Work item: All of the entries must be output exactly as they are.
(Given data Opens)
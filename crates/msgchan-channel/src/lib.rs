//! Message channels over byte-stream transports.
//!
//! A [`Channel`] binds one [`Transport`](msgchan_transport::Transport) and
//! speaks the `@len:CAT:NUM:MSG` protocol on it: commands and events go out
//! with fresh serial numbers, results and errors echo the serial of the
//! command they answer. Inbound messages are decoded incrementally into a
//! FIFO job queue that the owner drains through the attached
//! [`ProcessorBinding`].

pub mod channel;
pub mod config;
pub mod connect;
pub mod error;
pub mod listener;
pub mod processor;
pub mod queue;

pub use channel::Channel;
pub use config::ChannelConfig;
pub use connect::{connect, connect_with_config};
pub use error::{ChannelError, Result};
pub use listener::ChannelListener;
pub use processor::{Processor, ProcessorBinding};
pub use queue::JobQueue;
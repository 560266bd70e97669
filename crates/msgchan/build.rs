fn main() {
    if let Ok(target) = std::env::var("TARGET") {
        println!("cargo:rustc-env=MSGCHAN_BUILD_TARGET={target}");
    }
    println!("cargo:rerun-if-env-changed=TARGET");
}
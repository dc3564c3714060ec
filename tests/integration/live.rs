//! Checks against a running mysql-proxy
//!
//! Requires a proxy started with the default launch signature for the
//! configured instance name.

use athena_monitor::client::{AdminClient, MySqlClient, ProtocolClient};
use athena_monitor::config::{Config, Credentials, Instance};
use athena_monitor::health::probe::backend::parse_backends;
use athena_monitor::health::{Collaborators, InstanceChecker, ProbeKind, Severity};

use crate::{get_live_config, skip_if_not_enabled};

#[tokio::test]
async fn test_live_proxy_port_answers() {
    skip_if_not_enabled!();

    let live = get_live_config();
    let config = Config::default();
    let client = MySqlClient::new(config.monitor.connect_timeout());
    let addr = format!("{}:{}", live.host, live.proxy_port);

    // Any answer but a refusal counts
    if let Err(e) = client
        .handshake(&addr, &config.reachability.credentials())
        .await
    {
        assert_ne!(e.code(), 2003, "proxy port refused: {}", e);
    }
}

#[tokio::test]
async fn test_live_backend_listing() {
    skip_if_not_enabled!();

    let live = get_live_config();
    let config = Config::default();
    let client = MySqlClient::new(config.monitor.connect_timeout());
    let addr = format!("{}:{}", live.host, live.admin_port);
    let credentials = Credentials::new(live.admin_user.clone(), live.admin_password.clone());

    let listing = client
        .query(&addr, &credentials, &config.admin.query)
        .await
        .expect("admin query failed");
    let backends = parse_backends(&listing).expect("malformed backend listing");
    assert!(!backends.is_empty(), "proxy reports no backends");
}

#[tokio::test]
async fn test_live_instance_report() {
    skip_if_not_enabled!();

    let live = get_live_config();
    let mut config = Config::default();
    config.monitor.host = live.host.clone();
    config.admin.user = live.admin_user.clone();
    config.admin.password = live.admin_password.clone();

    let checker = InstanceChecker::new(&config, Collaborators::local(&config));
    let instance = Instance::new(live.instance.clone(), live.proxy_port, live.admin_port);
    let report = checker.check(&instance).await;

    assert_eq!(report.verdicts().len(), 5);
    assert_eq!(
        report.verdict(ProbeKind::Reachability).map(|v| v.severity),
        Some(Severity::Ok),
        "{:?}",
        report
    );
    assert_eq!(
        report.verdict(ProbeKind::Process).map(|v| v.severity),
        Some(Severity::Ok),
        "{:?}",
        report
    );
}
(Given data Closes)
The answer:
filename crates/msgchan-channel/src/lib.rs
//! Message channels over byte-stream transports.
//!
//! A [`Channel`] binds one [`Transport`](msgchan_transport::Transport) and
//! speaks the `@len:CAT:NUM:MSG` protocol on it: commands and events go out
//! with fresh serial numbers, results and errors echo the serial of the
//! command they answer. Inbound messages are decoded incrementally into a
//! FIFO job queue that the owner drains through the attached
//! [`ProcessorBinding`].

pub mod channel;
pub mod config;
pub mod connect;
pub mod error;
pub mod listener;
pub mod processor;
pub mod queue;

pub use channel::Channel;
pub use config::ChannelConfig;
pub use connect::{connect, connect_with_config};
pub use error::{ChannelError, Result};
pub use listener::ChannelListener;
pub use processor::{Processor, ProcessorBinding};
pub use queue::JobQueue;
repository 560266bd70e97669
filename crates/msgchan/build.rs
fn main() {
    if let Ok(target) = std::env::var("TARGET") {
        println!("cargo:rustc-env=MSGCHAN_BUILD_TARGET={target}");
    }
    println!("cargo:rerun-if-env-changed=TARGET");
}
repository dc3564c3714060ec
filename tests/integration/live.rs
//! Checks against a running mysql-proxy
//!
//! Requires a proxy started with the default launch signature for the
//! configured instance name.

use athena_monitor::client::{AdminClient, MySqlClient, ProtocolClient};
use athena_monitor::config::{Config, Credentials, Instance};
use athena_monitor::health::probe::backend::parse_backends;
use athena_monitor::health::{Collaborators, InstanceChecker, ProbeKind, Severity};

use crate::{get_live_config, skip_if_not_enabled};

#[tokio::test]
async fn test_live_proxy_port_answers() {
    skip_if_not_enabled!();

    let live = get_live_config();
    let config = Config::default();
    let client = MySqlClient::new(config.monitor.connect_timeout());
    let addr = format!("{}:{}", live.host, live.proxy_port);

    // Any answer but a refusal counts
    if let Err(e) = client
        .handshake(&addr, &config.reachability.credentials())
        .await
    {
        assert_ne!(e.code(), 2003, "proxy port refused: {}", e);
    }
}

#[tokio::test]
async fn test_live_backend_listing() {
    skip_if_not_enabled!();

    let live = get_live_config();
    let config = Config::default();
    let client = MySqlClient::new(config.monitor.connect_timeout());
    let addr = format!("{}:{}", live.host, live.admin_port);
    let credentials = Credentials::new(live.admin_user.clone(), live.admin_password.clone());

    let listing = client
        .query(&addr, &credentials, &config.admin.query)
        .await
        .expect("admin query failed");
    let backends = parse_backends(&listing).expect("malformed backend listing");
    assert!(!backends.is_empty(), "proxy reports no backends");
}

#[tokio::test]
async fn test_live_instance_report() {
    skip_if_not_enabled!();

    let live = get_live_config();
    let mut config = Config::default();
    config.monitor.host = live.host.clone();
    config.admin.user = live.admin_user.clone();
    config.admin.password = live.admin_password.clone();

    let checker = InstanceChecker::new(&config, Collaborators::local(&config));
    let instance = Instance::new(live.instance.clone(), live.proxy_port, live.admin_port);
    let report = checker.check(&instance).await;

    assert_eq!(report.verdicts().len(), 5);
    assert_eq!(
        report.verdict(ProbeKind::Reachability).map(|v| v.severity),
        Some(Severity::Ok),
        "{:?}",
        report
    );
    assert_eq!(
        report.verdict(ProbeKind::Process).map(|v| v.severity),
        Some(Severity::Ok),
        "{:?}",
        report
    );
}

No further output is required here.